Two-hander play The Amaryllis plants the seed for theatre to grow again
Director Mindy Parfitt, who launched The Search Party company on the eve of lockdown, now readies a world premiere
The Firehall Arts Centre and The Search Party present The Amaryllis from November 12 to 22. COVID protocols here
IT REALLY SAYS SOMETHING about theatre in our pandemic times that anything that steps outside a solo show seems like a large-scale undertaking these days.
“Somebody was like, ‘Woah! Big production!’” Mindy Parfitt, who’s directing the two-hander The Amaryllis at the Firehall Arts Centre, says with a laugh.
”I’ve appreciated everybody's dedication to the protocols for people to feel safe, and then for people to just do their work--not constantly talk about the pandemic,” she adds of the production process. “I was worried about ‘How much is that going to be in the space?’ But for everybody it's been nice to just move away from that to practise our art.”
With so many of her colleagues out of work, Parfitt is a bit surprised to find herself directing a world premiere of a play by Michelle Riml under the banner of her new theatre company, The Search Party. And she says the themes of The Amaryllis, about two codependent siblings working their way out of a somewhat isolated existence, could not be more relevant.
At the end of 2019, Parfitt launched the troupe with a production of The Father, just a few months before the pandemic hit.
The lockdown that soon followed saw the cancellation of several big projects, among them Parfitt directing a larger-cast show at the Arts Club called The Cull, written by playwrights Riml and Michael St. John Smith.
At the time, Parfitt probably wouldn’t have predicted she’d be joining a socially distanced cast and crew, with another premiere by Riml, just six months later.
“It was difficult for me to find a way to practise my art. Some people transitioned to online easier than I did,” says Parfitt, who cofounded Ottawa’s Horseshoes & Hand Grenades Theatre before returning to Vancouver, completing her MFA in directing at UBC, and helming productions everywhere from Bard on the Beach to the Arts Club. “I have kids and I was trying to build some semblance of normalcy for them. I had just started this company and had these big dreams, and then it was like, ‘Okay, that’s not happening.’”
But then came the call from the Firehall’s artistic producer Donna Spencer, who had methodically reopened the venue with new COVID safety protocols. She invited Parfitt and Riml to stage The Amaryllis, and rehearsals for the eclectic, bittersweet comedy started at the venue under new regulations, with actors Shawn Macdonald and Amy Rutherford. His Jeremy works as the troubled agent to her Lucy, a popular voice actor; together they inhabit their own, quirk-filled world--including a sizable obsession with Jesus Christ Superstar.

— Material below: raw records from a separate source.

//! Prioritised pass: score candidates, then enrich in concurrent batches.

use std::cmp::Reverse;
use std::collections::HashMap;

use revloc_core::{cnpj, AddressDescriptor, CompanyRegistration, GeocodeResult, Reseller};

use super::merge::build_update;
use super::{EnrichmentPipeline, EnrichmentReport, RecordOutcome};
use crate::store::StoreError;

/// How much a record stands to gain from enrichment.
///
/// Records that already carry an address, city, or phone are easier to
/// geocode; records that already have coordinates gain little.
#[must_use]
pub fn priority_score(reseller: &Reseller) -> i64 {
    let mut score = 0_i64;
    if !reseller.address.trim().is_empty() {
        score += 10;
    }
    if !reseller.city.trim().is_empty() {
        score += 5;
    }
    if !reseller.phone.trim().is_empty() {
        score += 3;
    }
    if reseller.coordinates.is_some() {
        score -= 20;
    }
    score + 2 * i64::from(reseller.priority)
}

/// Highest score first, ties in input order, at most `cap` records.
pub(super) fn prioritise(mut candidates: Vec<Reseller>, cap: usize) -> Vec<Reseller> {
    candidates.sort_by_key(|r| Reverse(priority_score(r)));
    candidates.truncate(cap);
    candidates
}

impl EnrichmentPipeline {
    pub(super) async fn run_smart(&self) -> EnrichmentReport {
        let candidates = match self.store.list_enrichment_candidates(true).await {
            Ok(candidates) => prioritise(candidates, self.settings.smart_cap),
            Err(e) => {
                tracing::error!(error = %e, "failed to load enrichment candidates");
                return EnrichmentReport::load_failed(&e);
            }
        };

        let mut report = EnrichmentReport::started(candidates.len());
        let batch_size = self.settings.smart_batch_size.max(1);
        let total_batches = candidates.len().div_ceil(batch_size);

        for (batch_index, batch) in candidates.chunks(batch_size).enumerate() {
            if batch_index > 0 && !self.settings.smart_batch_delay.is_zero() {
                tokio::time::sleep(self.settings.smart_batch_delay).await;
            }
            tracing::info!(
                batch = batch_index + 1,
                total_batches,
                size = batch.len(),
                "smart-enriching batch"
            );
            self.enrich_batch(batch, &mut report).await;
        }

        report.finish()
    }

    async fn enrich_batch(&self, batch: &[Reseller], report: &mut EnrichmentReport) {
        let mut claimed: Vec<&Reseller> = Vec::with_capacity(batch.len());
        for reseller in batch {
            match self.store.claim_for_enrichment(reseller.id).await {
                Ok(true) => claimed.push(reseller),
                Ok(false) => report.record(reseller, Ok(RecordOutcome::Skipped)),
                Err(e) => report.record(reseller, Err(e)),
            }
        }
        if claimed.is_empty() {
            return;
        }

        let ids: Vec<String> = claimed
            .iter()
            .map(|r| r.cnpj.clone().unwrap_or_default())
            .collect();
        let registrations = self
            .registry
            .batch_lookup(
                &ids,
                self.settings.registry_concurrency,
                self.settings.registry_delay,
            )
            .await;

        let geocodes = self.geocode_found(&claimed, &registrations).await;

        for reseller in claimed {
            let registration = lookup_entry(&registrations, reseller);
            let outcome = self
                .write_one(reseller, registration, geocodes.get(&reseller.id))
                .await;
            if outcome.is_err() {
                self.release(reseller).await;
            }
            report.record(reseller, outcome);
        }
    }

    /// Batch-geocode the registry addresses of the records that were found.
    async fn geocode_found(
        &self,
        claimed: &[&Reseller],
        registrations: &HashMap<String, Option<CompanyRegistration>>,
    ) -> HashMap<uuid::Uuid, GeocodeResult> {
        let mut owners = Vec::new();
        let mut descriptors = Vec::new();
        for reseller in claimed {
            if let Some(registration) = lookup_entry(registrations, reseller) {
                if !registration.formatted_address.trim().is_empty() {
                    owners.push(reseller.id);
                    descriptors.push(AddressDescriptor::structured(
                        &registration.formatted_address,
                        registration.city.as_deref(),
                        registration.state.as_deref(),
                    ));
                }
            }
        }
        if descriptors.is_empty() {
            return HashMap::new();
        }

        let resolved = self
            .gateway
            .batch_resolve(
                &descriptors,
                self.settings.geocode_concurrency,
                self.settings.geocode_delay,
            )
            .await;
        owners
            .into_iter()
            .zip(resolved)
            .filter_map(|(id, result)| result.map(|r| (id, r)))
            .collect()
    }

    async fn write_one(
        &self,
        reseller: &Reseller,
        registration: Option<&CompanyRegistration>,
        geocode: Option<&GeocodeResult>,
    ) -> Result<RecordOutcome, StoreError> {
        match registration {
            Some(registration) => {
                let update = build_update(registration, geocode);
                let landed = self.store.apply_enrichment(reseller.id, &update).await?;
                Ok(RecordOutcome::from_write(landed, RecordOutcome::Enriched))
            }
            None => {
                let landed = self.store.mark_enriched_without_data(reseller.id).await?;
                Ok(RecordOutcome::from_write(landed, RecordOutcome::WithoutData))
            }
        }
    }
}

fn lookup_entry<'a>(
    registrations: &'a HashMap<String, Option<CompanyRegistration>>,
    reseller: &Reseller,
) -> Option<&'a CompanyRegistration> {
    let key = cnpj::normalize(reseller.cnpj.as_deref().unwrap_or_default());
    registrations.get(&key).and_then(Option::as_ref)
}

Parfitt says she’s surprised at how normal the rehearsals feel, given what’s happening outside the theatre’s walls.
“We have clear protocols in place and that allows people to feel safe and comfortable in the room--which is important,” she says. “It does feel a little different: as a director I often get up and get in the space or touch someone on the shoulder, and there's a sort of physical comfort and comforting that goes on that is inaccessible to me right now…..And I do have to be careful about not touching a lot of props.”
She adds there were bigger conversations for Macdonald and Rutherford, who do have to interact onstage, and so had to enter each other’s bubbles.
“It had to do with how people are going to live their lives outside the room--that’s what allowed that to happen,” Parfitt summarizes.
The Search Party devotes itself to high quality scripts with fully realized production design, something Parfitt aims to achieve with the more fantastical elements that come with the show’s titular metaphor. The amaryllis is a notoriously hard-to-grow flower that arrives, in this play, to the siblings as a mystery gift. So even though the show takes place in the apartment where the siblings live together, set designer Ana Cappellutto, sound designer Ruby Singh, and lighting designer Itai Erdal work to conjure the touches of magic in the script.
The end result is a piece that might help people imagine how they’ll leave isolation and reintegrate in the world as the pandemic lifts, Parfitt suggests.
“One of the things that comes out of the piece is it's about making a change and how a small act can take so much bravery,” she says. “It’s about the possibility of change and renewal, and in a way that speaks so strangely to this time. How do we make change and move on?
“For a fairly good chunk of time we've been separating ourselves from one another. That's what these two people have done: isolated themselves from the rest of world. Right now we are having to transition out of our homes and there’s a lot of anxiety around that, and it takes courage to go out and do that again.”
In a way, that courage also reflects Parfitt and her casts’s journey, getting out of the house and briefly venturing into the world of live theatre again.
“You did have to leap in being fuelled by believing in the importance of theatre,” Parfitt says. “It’s so magical to sit in a space with people and share an experience with people--even if you’re 12 feet away from them.”